Malaria is a disease that can be fatal, and it is spread through the bite of the female Anopheles mosquito. The life of the sufferer is put in jeopardy as a result of the presence of numerous plasmodium parasites, which spread throughout their blood cells. Malaria can potentially be fatal if it is not treated within the first few stages of the disease. A well-known method for diagnosing malaria, microscopy involves taking blood samples from the patient, calculating the number of parasites, and counting the victim’s red blood cells. Nevertheless, the procedure of microscopy takes a lot of time, and, in certain circumstances, it can produce an incorrect result. When compared to the more conventional approach of microscopic examination, the recent successes of deep learning (DL) in the field of medical diagnosis make it quite conceivable to reduce the expenses associated with the diagnosis while simultaneously improving overall detection accuracy.

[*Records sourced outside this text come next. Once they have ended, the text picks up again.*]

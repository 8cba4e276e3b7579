//! Login, logout, and the session-backed current-student extractor.
//!
//! Google OAuth and email login both end in [`DirectoryStore::resolve_identity`];
//! the resulting student id is the only thing kept in the session.

use axum::{
  Form, Json,
  extract::{FromRequestParts, Query, Request, State},
  http::{StatusCode, request::Parts},
  middleware::Next,
  response::{IntoResponse, Redirect, Response},
};
use branchout_api::SessionStudent;
use branchout_core::{
  store::DirectoryStore,
  student::{ExternalIdentity, Student, StudentId},
};
use serde::Deserialize;
use serde_json::json;
use tower_sessions::Session;

use crate::{
  AppState,
  error::{Error, Result},
  session::{CSRF_STATE, PKCE_VERIFIER, STUDENT_ID, set_notice},
};

// ─── Extractor ───────────────────────────────────────────────────────────────

/// The logged-in student. Rejects with [`Error::Unauthorized`], which
/// redirects to `/login`.
pub struct CurrentStudent(pub Student);

impl<S> FromRequestParts<AppState<S>> for CurrentStudent
where
  S: DirectoryStore + Clone + 'static,
{
  type Rejection = Error;

  async fn from_request_parts(
    parts: &mut Parts,
    state: &AppState<S>,
  ) -> Result<Self, Self::Rejection> {
    let session = Session::from_request_parts(parts, state)
      .await
      .map_err(|_| Error::Unauthorized)?;
    let id: StudentId = session.get(STUDENT_ID).await?.ok_or(Error::Unauthorized)?;

    // A session can outlive its student row when the database is reset.
    let student = state
      .store
      .get_student(id)
      .await
      .map_err(Error::store)?
      .ok_or(Error::Unauthorized)?;
    Ok(CurrentStudent(student))
  }
}

/// Middleware for the JSON API: 401 with an `error` body unless a student is
/// logged in. The student is handed to the API as a [`SessionStudent`], so
/// API calls act for them and no one else.
pub async fn require_session(session: Session, mut req: Request, next: Next) -> Response {
  match session.get::<StudentId>(STUDENT_ID).await {
    Ok(Some(id)) => {
      req.extensions_mut().insert(SessionStudent(id));
      next.run(req).await
    }
    Ok(None) => (
      StatusCode::UNAUTHORIZED,
      Json(json!({ "error": "login required" })),
    )
      .into_response(),
    Err(e) => Error::from(e).into_response(),
  }
}

// ─── Helpers ─────────────────────────────────────────────────────────────────

async fn log_in(session: &Session, student: &Student) -> Result<()> {
  session.cycle_id().await?;
  session.insert(STUDENT_ID, student.id).await?;
  tracing::info!(student_id = student.id, first_login = student.first_login, "student logged in");
  Ok(())
}

/// Where a freshly logged-in student goes next.
fn landing(student: &Student) -> Redirect {
  if student.first_login {
    Redirect::to("/profile")
  } else {
    Redirect::to("/directory")
  }
}

// ─── Google ──────────────────────────────────────────────────────────────────

/// `GET /login`: redirect to Google, or back to `/` with a notice when
/// Google sign-in is not configured.
pub async fn login<S>(
  State(state): State<AppState<S>>,
  session: Session,
) -> Result<Redirect>
where
  S: DirectoryStore + Clone + 'static,
{
  let Some(oauth) = &state.oauth else {
    set_notice(&session, "Google sign-in is not configured on this server.").await?;
    return Ok(Redirect::to("/"));
  };

  let request = oauth.authorize();
  session.insert(CSRF_STATE, request.csrf_state).await?;
  session.insert(PKCE_VERIFIER, request.pkce_verifier).await?;
  Ok(Redirect::to(&request.url))
}

#[derive(Debug, Deserialize)]
pub struct CallbackQuery {
  pub code:  Option<String>,
  pub state: Option<String>,
  pub error: Option<String>,
}

/// `GET /authorize`: the OAuth callback.
///
/// Failures are logged and turned into a notice on `/`; the provider's
/// error text never reaches the page.
pub async fn authorize<S>(
  State(state): State<AppState<S>>,
  session: Session,
  Query(query): Query<CallbackQuery>,
) -> Result<Redirect>
where
  S: DirectoryStore + Clone + 'static,
{
  match complete_oauth(&state, &session, query).await {
    Ok(student) => {
      log_in(&session, &student).await?;
      Ok(landing(&student))
    }
    Err(e) => {
      tracing::error!(error = %e, "oauth callback failed");
      set_notice(&session, "Google sign-in failed. Please try again.").await?;
      Ok(Redirect::to("/"))
    }
  }
}

async fn complete_oauth<S>(
  state: &AppState<S>,
  session: &Session,
  query: CallbackQuery,
) -> Result<Student>
where
  S: DirectoryStore + Clone + 'static,
{
  let oauth = state
    .oauth
    .as_ref()
    .ok_or_else(|| Error::OAuth("google sign-in is not configured".into()))?;

  if let Some(error) = query.error {
    return Err(Error::OAuth(format!("provider returned {error}")));
  }

  let expected = session.remove::<String>(CSRF_STATE).await?;
  let verifier = session.remove::<String>(PKCE_VERIFIER).await?;
  let (Some(expected), Some(verifier)) = (expected, verifier) else {
    return Err(Error::OAuth("no sign-in in progress".into()));
  };
  if query.state.as_deref() != Some(expected.as_str()) {
    return Err(Error::OAuth("csrf state mismatch".into()));
  }
  let code = query
    .code
    .ok_or_else(|| Error::OAuth("callback without code".into()))?;

  let identity = oauth.exchange(code, verifier).await?;
  state
    .store
    .resolve_identity(identity)
    .await
    .map_err(Error::store)
}

// ─── Email ───────────────────────────────────────────────────────────────────

#[derive(Debug, Deserialize)]
pub struct EmailLoginForm {
  #[serde(default)]
  pub email: String,
  #[serde(default)]
  pub name:  Option<String>,
}

/// `POST /login/email`: log in by address alone, when enabled.
pub async fn email_login<S>(
  State(state): State<AppState<S>>,
  session: Session,
  Form(form): Form<EmailLoginForm>,
) -> Result<Redirect>
where
  S: DirectoryStore + Clone + 'static,
{
  if !state.config.allow_email_login {
    set_notice(&session, "Email sign-in is disabled.").await?;
    return Ok(Redirect::to("/"));
  }

  let email = form.email.trim();
  if !email.contains('@') {
    set_notice(&session, "Please enter a valid email address.").await?;
    return Ok(Redirect::to("/"));
  }

  let name = form.name.filter(|n| !n.trim().is_empty());
  let student = state
    .store
    .resolve_identity(ExternalIdentity::from_email(email, name))
    .await
    .map_err(Error::store)?;

  log_in(&session, &student).await?;
  Ok(landing(&student))
}

// ─── Logout ──────────────────────────────────────────────────────────────────

/// `GET /logout`
pub async fn logout(session: Session) -> Result<Redirect> {
  session.flush().await?;
  Ok(Redirect::to("/"))
}
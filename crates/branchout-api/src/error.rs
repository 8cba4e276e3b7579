//! API error type and [`axum::response::IntoResponse`] implementation.

use axum::{
  Json,
  http::StatusCode,
  response::{IntoResponse, Response},
};
use branchout_core::{ErrorKind, store::StoreError};
use serde_json::json;
use thiserror::Error;

/// An error returned by an API handler.
#[derive(Debug, Error)]
pub enum ApiError {
  #[error("not found: {0}")]
  NotFound(String),

  #[error("bad request: {0}")]
  BadRequest(String),

  /// The request names a student other than the logged-in one.
  #[error("forbidden: {0}")]
  Forbidden(String),

  #[error("store error: {0}")]
  Store(#[source] Box<dyn std::error::Error + Send + Sync>),
}

impl ApiError {
  /// Classify a backend failure: domain errors become 400/404 with their own
  /// message, anything else is a 500.
  pub fn store<E: StoreError>(e: E) -> Self {
    match e.as_core().map(|core| core.kind()) {
      Some(ErrorKind::NotFound) => ApiError::NotFound(e.to_string()),
      Some(_) => ApiError::BadRequest(e.to_string()),
      None => ApiError::Store(Box::new(e)),
    }
  }

  pub fn missing(field: &str) -> Self {
    ApiError::BadRequest(format!("{field} is required"))
  }
}

impl From<branchout_core::Error> for ApiError {
  fn from(e: branchout_core::Error) -> Self { ApiError::store(e) }
}

impl IntoResponse for ApiError {
  fn into_response(self) -> Response {
    let (status, message) = match &self {
      ApiError::NotFound(m) => (StatusCode::NOT_FOUND, m.clone()),
      ApiError::BadRequest(m) => (StatusCode::BAD_REQUEST, m.clone()),
      ApiError::Forbidden(m) => (StatusCode::FORBIDDEN, m.clone()),
      ApiError::Store(e) => {
        tracing::error!(error = %e, "store failure");
        (StatusCode::INTERNAL_SERVER_ERROR, e.to_string())
      }
    };
    (status, Json(json!({ "error": message }))).into_response()
  }
}
//! JSON REST API for BranchOut.
//!
//! Exposes an axum [`Router`] backed by any
//! [`branchout_core::store::DirectoryStore`]. Sessions, OAuth, and transport
//! concerns are the caller's responsibility; a caller that authenticates
//! requests passes the logged-in student in as an [`actor::SessionStudent`]
//! request extension.
//!
//! # Mounting
//!
//! ```rust,ignore
//! .nest("/api", branchout_api::api_router(store.clone()))
//! ```

pub mod actor;
pub mod error;
pub mod matches;
pub mod messages;
pub mod prompts;
pub mod students;

use std::sync::Arc;

use axum::{
  Router,
  routing::{get, post},
};
use branchout_core::store::DirectoryStore;

pub use actor::SessionStudent;
pub use error::ApiError;

/// Build a fully-materialised API router for `store`.
///
/// The returned `Router<()>` can be nested into any parent router regardless
/// of its own state type.
pub fn api_router<S>(store: Arc<S>) -> Router<()>
where
  S: DirectoryStore + 'static,
{
  Router::new()
    // Directory
    .route("/students", get(students::list::<S>))
    .route("/students/{id}", get(students::get_one::<S>))
    .route("/filter", post(students::filter::<S>))
    .route("/validate-name", post(students::validate_name::<S>))
    .route("/faculties", get(students::faculties::<S>))
    .route("/tags/{kind}", get(students::tags::<S>))
    // Prompts
    .route("/prompts", get(prompts::list::<S>).post(prompts::create::<S>))
    .route("/candidates", post(prompts::candidates::<S>))
    // Matches
    .route("/matches", get(matches::list::<S>).post(matches::create::<S>))
    // Messages
    .route("/messages", get(messages::fetch::<S>).post(messages::send::<S>))
    .route("/unread", get(messages::unread::<S>))
    .with_state(store)
}

#[cfg(test)]
mod tests;
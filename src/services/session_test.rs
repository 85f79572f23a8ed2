use super::*;

// =============================================================================
// bytes_to_hex
// =============================================================================

#[test]
fn bytes_to_hex_empty() {
    assert_eq!(bytes_to_hex(&[]), "");
}

#[test]
fn bytes_to_hex_leading_zero() {
    assert_eq!(bytes_to_hex(&[0x0a]), "0a");
}

#[test]
fn bytes_to_hex_multi_byte() {
    assert_eq!(bytes_to_hex(&[0xde, 0xad, 0xbe, 0xef]), "deadbeef");
}

// =============================================================================
// generate_token
// =============================================================================

#[test]
fn generate_token_is_64_hex_chars() {
    let token = generate_token();
    assert_eq!(token.len(), 64);
    assert!(token.chars().all(|c| c.is_ascii_hexdigit()));
}

#[test]
fn generate_token_is_unique() {
    assert_ne!(generate_token(), generate_token());
}

// =============================================================================
// token_matches / bearer_token
// =============================================================================

#[test]
fn token_matches_exact_only() {
    assert!(token_matches("secret", "secret"));
    assert!(!token_matches("secret", "secreT"));
    assert!(!token_matches("secret", "secret2"));
    assert!(!token_matches("secret", ""));
}

#[test]
fn bearer_token_parses_header() {
    assert_eq!(bearer_token("Bearer abc"), Some("abc"));
    assert_eq!(bearer_token("bearer   abc "), Some("abc"));
    assert_eq!(bearer_token("Basic abc"), None);
    assert_eq!(bearer_token("Bearer "), None);
    assert_eq!(bearer_token("abc"), None);
}
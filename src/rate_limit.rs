//! In-memory rate limiting for message sends.
//!
//! DESIGN
//! ======
//! Sliding-window counters backed by `HashMap<Uuid, VecDeque<Instant>>`.
//! Two limits are enforced on `message:send`:
//! - Per-client: 30 messages/min by default
//! - Global: 600 messages/min by default
//!
//! Empty per-client windows are dropped on prune so disconnected clients
//! do not accumulate entries.

use std::collections::{HashMap, VecDeque};
use std::sync::{Arc, Mutex};
use std::time::{Duration, Instant};

use uuid::Uuid;

const DEFAULT_PER_CLIENT_LIMIT: usize = 30;
const DEFAULT_GLOBAL_LIMIT: usize = 600;
const DEFAULT_WINDOW_SECS: u64 = 60;

#[derive(Debug, Clone, Copy, PartialEq, Eq)]
pub struct RateLimitConfig {
    pub per_client_limit: usize,
    pub global_limit: usize,
    pub window: Duration,
}

impl Default for RateLimitConfig {
    fn default() -> Self {
        Self {
            per_client_limit: DEFAULT_PER_CLIENT_LIMIT,
            global_limit: DEFAULT_GLOBAL_LIMIT,
            window: Duration::from_secs(DEFAULT_WINDOW_SECS),
        }
    }
}

impl RateLimitConfig {
    #[must_use]
    pub fn from_env() -> Self {
        Self::from_lookup(|key| std::env::var(key).ok())
    }

    /// Read limits through `lookup`; unparsable values fall back to defaults.
    pub fn from_lookup(lookup: impl Fn(&str) -> Option<String>) -> Self {
        let window_secs = lookup_parse(&lookup, "RATE_LIMIT_MESSAGES_WINDOW_SECS", DEFAULT_WINDOW_SECS);
        Self {
            per_client_limit: lookup_parse(&lookup, "RATE_LIMIT_MESSAGES_PER_CLIENT", DEFAULT_PER_CLIENT_LIMIT),
            global_limit: lookup_parse(&lookup, "RATE_LIMIT_MESSAGES_GLOBAL", DEFAULT_GLOBAL_LIMIT),
            window: Duration::from_secs(window_secs),
        }
    }
}

fn lookup_parse<T>(lookup: &impl Fn(&str) -> Option<String>, key: &str, default: T) -> T
where
    T: std::str::FromStr + Copy,
{
    lookup(key)
        .and_then(|v| v.trim().parse::<T>().ok())
        .unwrap_or(default)
}

// =============================================================================
// ERROR TYPE
// =============================================================================

#[derive(Debug, thiserror::Error, PartialEq, Eq)]
#[allow(clippy::enum_variant_names)]
pub enum RateLimitError {
    #[error("per-client rate limit exceeded (max {limit} messages/{window_secs}s)")]
    PerClientExceeded { limit: usize, window_secs: u64 },
    #[error("global rate limit exceeded (max {limit} messages/{window_secs}s)")]
    GlobalExceeded { limit: usize, window_secs: u64 },
}

impl crate::frame::ErrorCode for RateLimitError {
    fn error_code(&self) -> &'static str {
        "E_RATE_LIMITED"
    }

    fn retryable(&self) -> bool {
        true
    }
}

// =============================================================================
// RATE LIMITER
// =============================================================================

#[derive(Clone)]
pub struct RateLimiter {
    inner: Arc<Mutex<RateLimiterInner>>,
    config: RateLimitConfig,
}

struct RateLimiterInner {
    /// Per-client send timestamps.
    client_requests: HashMap<Uuid, VecDeque<Instant>>,
    /// Global send timestamps.
    global_requests: VecDeque<Instant>,
}

impl RateLimiter {
    #[must_use]
    pub fn new() -> Self {
        Self::with_config(RateLimitConfig::from_env())
    }

    #[must_use]
    pub fn with_config(config: RateLimitConfig) -> Self {
        Self {
            inner: Arc::new(Mutex::new(RateLimiterInner {
                client_requests: HashMap::new(),
                global_requests: VecDeque::new(),
            })),
            config,
        }
    }

    /// Check both per-client and global limits, then record the send.
    ///
    /// # Errors
    ///
    /// Returns the first limit that would be exceeded; nothing is recorded.
    pub fn check_and_record(&self, client_id: Uuid) -> Result<(), RateLimitError> {
        self.check_and_record_at(client_id, Instant::now())
    }

    /// Internal: check + record with explicit timestamp (for testing).
    fn check_and_record_at(&self, client_id: Uuid, now: Instant) -> Result<(), RateLimitError> {
        let mut inner = self
            .inner
            .lock()
            .unwrap_or_else(std::sync::PoisonError::into_inner);
        let cfg = self.config;

        prune_window(&mut inner.global_requests, now, cfg.window);
        if inner.global_requests.len() >= cfg.global_limit {
            return Err(RateLimitError::GlobalExceeded { limit: cfg.global_limit, window_secs: cfg.window.as_secs() });
        }

        let client_deque = inner.client_requests.entry(client_id).or_default();
        prune_window(client_deque, now, cfg.window);
        if client_deque.len() >= cfg.per_client_limit {
            return Err(RateLimitError::PerClientExceeded {
                limit: cfg.per_client_limit,
                window_secs: cfg.window.as_secs(),
            });
        }

        client_deque.push_back(now);
        inner.global_requests.push_back(now);

        Ok(())
    }

    /// Forget a client's window, e.g. when its connection closes.
    pub fn forget(&self, client_id: Uuid) {
        let mut inner = self
            .inner
            .lock()
            .unwrap_or_else(std::sync::PoisonError::into_inner);
        inner.client_requests.remove(&client_id);
    }

    #[cfg(test)]
    fn tracked_clients(&self) -> usize {
        self.inner
            .lock()
            .unwrap_or_else(std::sync::PoisonError::into_inner)
            .client_requests
            .len()
    }
}

impl Default for RateLimiter {
    fn default() -> Self {
        Self::new()
    }
}

// =============================================================================
// HELPERS
// =============================================================================

fn prune_window(deque: &mut VecDeque<Instant>, now: Instant, window: Duration) {
    while let Some(&front) = deque.front() {
        if now.duration_since(front) > window {
            deque.pop_front();
        } else {
            break;
        }
    }
}

// =============================================================================
// TESTS
// =============================================================================

#[cfg(test)]
#[path = "rate_limit_test.rs"]
mod tests;
use super::*;
use crate::state::test_helpers;
use tokio::sync::mpsc;

fn client(user_id: &str, role: SenderType, capacity: usize) -> (ConnectedClient, mpsc::Receiver<Frame>) {
    let (tx, rx) = mpsc::channel(capacity);
    (ConnectedClient { user_id: user_id.into(), user_name: user_id.into(), role, tx }, rx)
}

#[tokio::test]
async fn chat_audience_is_admins_plus_owner() {
    let state = test_helpers::test_app_state();
    let (owner, mut owner_rx) = client("u1", SenderType::User, 8);
    let (stranger, mut stranger_rx) = client("u2", SenderType::User, 8);
    let (admin, mut admin_rx) = client("admin_1", SenderType::Admin, 8);
    register(&state, Uuid::new_v4(), owner).await;
    register(&state, Uuid::new_v4(), stranger).await;
    register(&state, Uuid::new_v4(), admin).await;

    let chat = test_helpers::dummy_chat("u1");
    let frame = Frame::request("chat:update", chat_data(&chat));
    let delivered = broadcast(&state, &Audience::for_chat(&chat), &frame, None).await;

    assert_eq!(delivered, 2);
    assert_eq!(owner_rx.try_recv().unwrap().syscall, "chat:update");
    assert_eq!(admin_rx.try_recv().unwrap().syscall, "chat:update");
    assert!(stranger_rx.try_recv().is_err());
}

#[tokio::test]
async fn broadcast_skips_excluded_client() {
    let state = test_helpers::test_app_state();
    let sender_id = Uuid::new_v4();
    let (sender, mut sender_rx) = client("admin_1", SenderType::Admin, 8);
    let (peer, mut peer_rx) = client("admin_2", SenderType::Admin, 8);
    register(&state, sender_id, sender).await;
    register(&state, Uuid::new_v4(), peer).await;

    let frame = Frame::request("presence:changed", Data::new());
    broadcast(&state, &Audience::Everyone, &frame, Some(sender_id)).await;

    assert!(sender_rx.try_recv().is_err());
    assert!(peer_rx.try_recv().is_ok());
}

#[tokio::test]
async fn full_channel_is_skipped() {
    let state = test_helpers::test_app_state();
    let (slow, _slow_rx) = client("u1", SenderType::User, 1);
    register(&state, Uuid::new_v4(), slow).await;

    let frame = Frame::request("presence:changed", Data::new());
    assert_eq!(broadcast(&state, &Audience::Everyone, &frame, None).await, 1);
    assert_eq!(broadcast(&state, &Audience::Everyone, &frame, None).await, 0);
}

#[tokio::test]
async fn unregister_reports_remaining_connections() {
    let state = test_helpers::test_app_state();
    let first = Uuid::new_v4();
    let second = Uuid::new_v4();
    let (a, _rx_a) = client("u1", SenderType::User, 1);
    let (b, _rx_b) = client("u1", SenderType::User, 1);
    register(&state, first, a).await;
    register(&state, second, b).await;
    assert_eq!(connection_count(&state, "u1").await, 2);

    assert!(unregister(&state, first).await);
    assert!(!unregister(&state, second).await);
    assert!(!unregister(&state, second).await);
    assert_eq!(connection_count(&state, "u1").await, 0);
}

#[tokio::test]
async fn publish_message_carries_chat_and_message() {
    let state = test_helpers::test_app_state();
    let (owner, mut owner_rx) = client("u1", SenderType::User, 8);
    register(&state, Uuid::new_v4(), owner).await;

    let chat_id = test_helpers::seed_chat(&state, "u1").await;
    let (message, chat) =
        crate::services::message::add_message(&state, test_helpers::admin_text(chat_id, "admin_1", "hello"))
            .await
            .unwrap();
    publish_message(&state, &message, &chat, None).await;

    let frame = owner_rx.try_recv().unwrap();
    assert_eq!(frame.syscall, "message:send");
    assert_eq!(frame.chat_id, Some(chat_id));
    assert_eq!(frame.from.as_deref(), Some("admin_1"));
    assert_eq!(frame.data["message"]["content"], "hello");
    assert_eq!(frame.data["chat"]["user_unread_count"], 1);
}

#[tokio::test]
async fn online_flag_follows_open_connections() {
    let state = test_helpers::test_app_state();
    let first = Uuid::new_v4();
    let second = Uuid::new_v4();
    let (a, _rx_a) = client("u1", SenderType::User, 1);
    let (b, _rx_b) = client("u1", SenderType::User, 1);

    assert!(register(&state, first, a).await);
    assert!(presence::is_user_online(&state, "u1").await);

    // A second tab opens, then the first one closes.
    assert!(!register(&state, second, b).await);
    assert!(unregister(&state, first).await);
    assert!(presence::is_user_online(&state, "u1").await);

    assert!(!unregister(&state, second).await);
    assert!(!presence::is_user_online(&state, "u1").await);
}

#[tokio::test]
async fn reconnect_racing_disconnect_stays_online() {
    let state = test_helpers::test_app_state();
    let old_tab = Uuid::new_v4();
    let new_tab = Uuid::new_v4();
    let (a, _rx_a) = client("u1", SenderType::User, 1);
    let (b, _rx_b) = client("u1", SenderType::User, 1);
    register(&state, old_tab, a).await;

    // Whichever runs first, the user ends up online with one connection.
    tokio::join!(unregister(&state, old_tab), register(&state, new_tab, b));
    assert!(presence::is_user_online(&state, "u1").await);
    assert_eq!(connection_count(&state, "u1").await, 1);
}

This study proposes a transformer-based DL technique for diagnosing the malaria parasite using blood cell images. An explainable AI technique called Grad-CAM was applied in order to determine which aspects of an image the proposed model paid significantly more attention to in comparison to the other aspects of the image through saliency mapping. This was done in order to demonstrate the usefulness of the models. According to the findings of this research, the performance of the vision transformer and the VGG16 are identical. Both models have reached an accuracy score of approximately 96%, which is very impressive.